Preferential Production of IgA Antibodies by Spleen Fragments Immunized and Maintained in Vitro

Abstract

Primary immune responses were induced with a hapten conjugate of Ficol (NIP38-Ficoll) in cultures of mouse spleen fragments. The production of anti-NIP antibodies and mouse immunoglobulins IgA and IgG was monitored by solid-phase radioimmunoassays. Cultures produced IgA and IgG without any stimulation. IgA at a rate of c.60ng/mg of wet tissue per day throughout the 10-day culture period. Background production of IgG gradually declined from almost 1000 ng/mg/day at the beginning to 100 ng/mg/day at the end. Immunization modestly reduced the decline of the IgG production.

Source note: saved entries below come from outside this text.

//! Host Runtime - extension 에게 노출되는 호스트 기능
//!
//! - 설정 조회 (`config`, `config_option`)
//! - 영속 메모리 (`memory`)
//! - 공유 객체 저장소 (`shared`)
//! - 웹 리스너 그룹 (`web`)

mod shared;
mod web;

pub use shared::{SharedObject, SharedStore};
pub use web::{ListenerFuture, TaskGroupListeners, WebListeners};

use hangar_foundation::{HostConfig, Memory};
use parking_lot::RwLock;
use serde_json::Value;
use std::sync::Arc;

/// 호스트 런타임
pub struct HostRuntime {
    config: RwLock<HostConfig>,
    memory: Memory,
    shared: SharedStore,
    web: Arc<dyn WebListeners>,
}

impl HostRuntime {
    pub fn new(config: HostConfig, memory: Memory) -> Self {
        Self {
            config: RwLock::new(config),
            memory,
            shared: SharedStore::new(),
            web: Arc::new(TaskGroupListeners::new()),
        }
    }

    /// 웹 리스너 구현 교체
    pub fn with_web_listeners(mut self, web: Arc<dyn WebListeners>) -> Self {
        self.web = web;
        self
    }

    /// 현재 설정 스냅샷
    pub fn config(&self) -> HostConfig {
        self.config.read().clone()
    }

    /// 설정 교체 (다음 load 부터 적용)
    pub fn set_config(&self, config: HostConfig) {
        *self.config.write() = config;
    }

    /// 점(.)으로 구분된 키로 옵션 조회
    pub fn config_option(&self, key: &str) -> Option<Value> {
        self.config.read().option(key).cloned()
    }

    pub fn memory(&self) -> &Memory {
        &self.memory
    }

    pub fn shared(&self) -> &SharedStore {
        &self.shared
    }

    pub fn web(&self) -> &Arc<dyn WebListeners> {
        &self.web
    }
}

impl Default for HostRuntime {
    fn default() -> Self {
        Self::new(HostConfig::default(), Memory::in_memory())
    }
}
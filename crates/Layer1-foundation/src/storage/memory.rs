//! Persistent memory - 호스트가 플러그인에 제공하는 key-value 저장소

use super::json::JsonStore;
use crate::Result;
use parking_lot::RwLock;
use serde_json::{Map, Value};
use tracing::debug;

/// 메모리 파일명
pub const MEMORY_FILE: &str = "memory.json";

/// JSON 파일 기반 key-value 메모리
///
/// `store` 가 없으면 프로세스 메모리에만 유지됩니다 (테스트용).
#[derive(Debug)]
pub struct Memory {
    data: RwLock<Map<String, Value>>,
    store: Option<JsonStore>,
}

impl Memory {
    /// 프로세스 메모리 전용
    pub fn in_memory() -> Self {
        Self {
            data: RwLock::new(Map::new()),
            store: None,
        }
    }

    /// 저장소에서 로드 (파일이 없으면 빈 메모리)
    pub fn open(store: JsonStore) -> Result<Self> {
        let data = store
            .load_optional::<Map<String, Value>>(MEMORY_FILE)?
            .unwrap_or_default();
        debug!("memory opened with {} key(s)", data.len());
        Ok(Self {
            data: RwLock::new(data),
            store: Some(store),
        })
    }

    pub fn get(&self, key: &str) -> Option<Value> {
        self.data.read().get(key).cloned()
    }

    pub fn contains(&self, key: &str) -> bool {
        self.data.read().contains_key(key)
    }

    pub fn set(&self, key: impl Into<String>, value: Value) {
        self.data.write().insert(key.into(), value);
    }

    pub fn remove(&self, key: &str) -> Option<Value> {
        self.data.write().remove(key)
    }

    /// 디스크에 기록 (in-memory 이면 no-op)
    pub fn save(&self) -> Result<()> {
        match &self.store {
            Some(store) => store.save(MEMORY_FILE, &*self.data.read()),
            None => Ok(()),
        }
    }
}

impl Default for Memory {
    fn default() -> Self {
        Self::in_memory()
    }
}
/// 공개 함수 목록 + 선택적 execute / initializer
#[derive(Clone, Default)]
struct Scripted {
    functions: Vec<&'static str>,
    on_execute: Option<ExecuteFn>,
    on_init: Option<InitFn>,
}

impl Scripted {
    fn new(functions: &[&'static str]) -> Self {
        Self {
            functions: functions.to_vec(),
            ..Self::default()
        }
    }

    fn execute<F>(mut self, f: F) -> Self
    where
        F: Fn(&PluginApi) -> Result<()> + Send + Sync + 'static,
    {
        self.on_execute = Some(Arc::new(f));
        self
    }

    fn init<F>(mut self, f: F) -> Self
    where
        F: Fn(&PluginApi) -> InitResult + Send + Sync + 'static,
    {
        self.on_init = Some(Arc::new(f));
        self
    }
}

impl Extension for Scripted {
    fn execute(&self, api: &PluginApi) -> Result<()> {
        match &self.on_execute {
            Some(f) => f(api),
            None => Ok(()),
        }
    }

    fn exports(&self) -> ModuleExports {
        let mut exports = ModuleExports::new();
        for name in &self.functions {
            let reply = name.to_string();
            exports = exports.function(*name, command_fn(move |_| Ok(Some(reply.clone()))));
        }
        if let Some(init) = &self.on_init {
            let init = Arc::clone(init);
            exports = exports.initializer(Initializer::with_host(move |api| init(api)));
        }
        exports
    }
}

fn catalog(entries: Vec<(&'static str, Scripted)>) -> PluginCatalog {
    entries
        .into_iter()
        .fold(PluginCatalog::new(), |catalog, (path, extension)| {
            catalog.with(path, move || Box::new(extension.clone()) as Box<dyn Extension>)
        })
}

fn manager_with(host: Arc<HostRuntime>, entries: Vec<(&'static str, Scripted)>) -> ExtensionManager {
    ExtensionManager::new(host, catalog(entries))
}

fn manager(entries: Vec<(&'static str, Scripted)>) -> ExtensionManager {
    manager_with(Arc::new(HostRuntime::default()), entries)
}

fn host_without_auto_tags() -> Arc<HostRuntime> {
    let config = HostConfig::new().auto_register(TagAutoRegister::Enabled(false));
    Arc::new(HostRuntime::new(config, Memory::in_memory()))
}
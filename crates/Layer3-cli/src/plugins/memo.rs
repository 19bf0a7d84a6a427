//! `plugins.memo` - 호스트 메모리 기반 메모

use hangar_core::{
    command_fn, CommandCall, Error, Extension, Initializer, ModuleExports, PluginApi, Result,
    TagSpec,
};
use serde_json::Value;
use std::sync::atomic::{AtomicU64, Ordering};
use std::sync::Arc;

/// 다른 플러그인이 조회하는 쓰기 횟수 카운터 id
pub const WRITES_ID: &str = "memo.writes";

pub struct Memo;

impl Extension for Memo {
    fn execute(&self, api: &PluginApi) -> Result<()> {
        api.share(WRITES_ID, Arc::new(AtomicU64::new(0)))
    }

    fn exports(&self) -> ModuleExports {
        ModuleExports::new()
            .function("remember", command_fn(remember))
            .function("recall", command_fn(recall))
            .function("forget", command_fn(forget))
            .initializer(Initializer::with_host(|api| {
                api.register_admin_command(["forget"], &[TagSpec::from("memo-admin")])?;
                api.register_user_command(["remember", "recall"], &[])?;
                Ok(Some(vec![]))
            }))
    }
}

fn memo_key(call: &CommandCall) -> Result<String> {
    call.args
        .first()
        .map(|key| format!("memo.{}", key))
        .ok_or_else(|| Error::Command("missing key".into()))
}

fn remember(call: &CommandCall) -> Result<Option<String>> {
    let key = memo_key(call)?;
    let value = call.args[1..].join(" ");
    call.host.memory().set(key, Value::String(value));

    if let Some(writes) = call.host.shared().get::<AtomicU64>(WRITES_ID) {
        writes.fetch_add(1, Ordering::Relaxed);
    }
    Ok(Some("saved".into()))
}

fn recall(call: &CommandCall) -> Result<Option<String>> {
    let key = memo_key(call)?;
    Ok(call
        .host
        .memory()
        .get(&key)
        .and_then(|v| v.as_str().map(str::to_string)))
}

fn forget(call: &CommandCall) -> Result<Option<String>> {
    let key = memo_key(call)?;
    let removed = call.host.memory().remove(&key).is_some();
    Ok(Some(if removed { "forgotten" } else { "nothing to forget" }.into()))
}

#[cfg(test)]
mod tests {
    use super::*;
    use hangar_core::HostRuntime;

    #[test]
    fn test_remember_then_recall() {
        let host = Arc::new(HostRuntime::default());
        let args = |a: &[&str]| a.iter().map(|s| s.to_string()).collect::<Vec<_>>();

        remember(&CommandCall::new(Arc::clone(&host), "alice", args(&["lunch", "noodles", "at", "noon"]))).unwrap();
        let reply = recall(&CommandCall::new(Arc::clone(&host), "bob", args(&["lunch"]))).unwrap();
        assert_eq!(reply.as_deref(), Some("noodles at noon"));

        let err = recall(&CommandCall::new(host, "bob", vec![])).unwrap_err();
        assert!(matches!(err, Error::Command(_)));
    }
}
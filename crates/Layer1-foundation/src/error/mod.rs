//! Error types for Hangar
//!
//! 모든 에러를 중앙에서 관리

use thiserror::Error;

/// Result type alias
pub type Result<T> = std::result::Result<T, Error>;

/// Hangar 에러 타입
#[derive(Error, Debug)]
pub enum Error {
    // ========================================================================
    // 설정 / 저장소 관련
    // ========================================================================
    #[error("Configuration error: {0}")]
    Config(String),

    #[error("Storage error: {0}")]
    Storage(String),

    // ========================================================================
    // Extension 라이프사이클 관련
    // ========================================================================
    #[error("{0} already loaded")]
    DuplicateExtension(String),

    #[error("{0} not found")]
    ExtensionNotFound(String),

    #[error("failed to import {path}: {message}")]
    ImportFailure { path: String, message: String },

    #[error("failed to initialise {path}: {message}")]
    InitFailure { path: String, message: String },

    #[error("{path} has {threads} thread(s)")]
    BusyResource { path: String, threads: usize },

    #[error("registry out of sync: {0}")]
    Consistency(String),

    #[error("no load in progress for {path}")]
    NoOpenContext { path: String },

    // ========================================================================
    // Command / Handler 관련
    // ========================================================================
    #[error("Command not found: {0}")]
    CommandNotFound(String),

    #[error("Command error: {0}")]
    Command(String),

    #[error("Handler error: {0}")]
    Handler(String),

    #[error("Permission denied: {0}")]
    PermissionDenied(String),

    // ========================================================================
    // 외부 에러 변환
    // ========================================================================
    #[error("IO error: {0}")]
    Io(#[from] std::io::Error),

    #[error("JSON error: {0}")]
    Json(#[from] serde_json::Error),

    // ========================================================================
    // 기타
    // ========================================================================
    #[error("Internal error: {0}")]
    Internal(String),
}

impl Error {
    /// `load` 가 흡수하는 실패인지 확인 (배치 로드를 멈추지 않음)
    pub fn is_load_failure(&self) -> bool {
        matches!(self, Error::ImportFailure { .. } | Error::InitFailure { .. })
    }

    /// 사용자에게 보여줄 수 있는 에러인지 확인
    pub fn is_user_facing(&self) -> bool {
        matches!(
            self,
            Error::PermissionDenied(_) | Error::CommandNotFound(_) | Error::Command(_)
        )
    }

    /// Import 실패 에러 생성 헬퍼
    pub fn import(path: impl Into<String>, message: impl std::fmt::Display) -> Self {
        Error::ImportFailure {
            path: path.into(),
            message: message.to_string(),
        }
    }

    /// Init 실패 에러 생성 헬퍼
    pub fn init(path: impl Into<String>, message: impl std::fmt::Display) -> Self {
        Error::InitFailure {
            path: path.into(),
            message: message.to_string(),
        }
    }
}

// ============================================================================
// From 구현 (추가 변환)
// ============================================================================

impl From<String> for Error {
    fn from(s: String) -> Self {
        Error::Internal(s)
    }
}

impl From<&str> for Error {
    fn from(s: &str) -> Self {
        Error::Internal(s.to_string())
    }
}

It increased the production of IgA fourfold between days 6 and 8. It induced an antibody production that had its peak between days 6 and 8. Up to 50 ng of anti-NIP antibody was produced during this period per mg of wet tissue per day. Of this antibody 75-90% was IgA. When the same antigen was injected into mice, more than 75% of anti-NIP antibodies detected in their sera on day 8 were IgG. One cause of the high ratio of IgG/IgA antibodies detected in their sera on day 8 were IgG. One cause of the high rate of IgG/IgA antibodies in vivo is the efficient elimination of oligomeric IgA by the liver. Another possible cause is that the production of IgA is less sensitive than the production of IgG to the adverse conditions of the culture.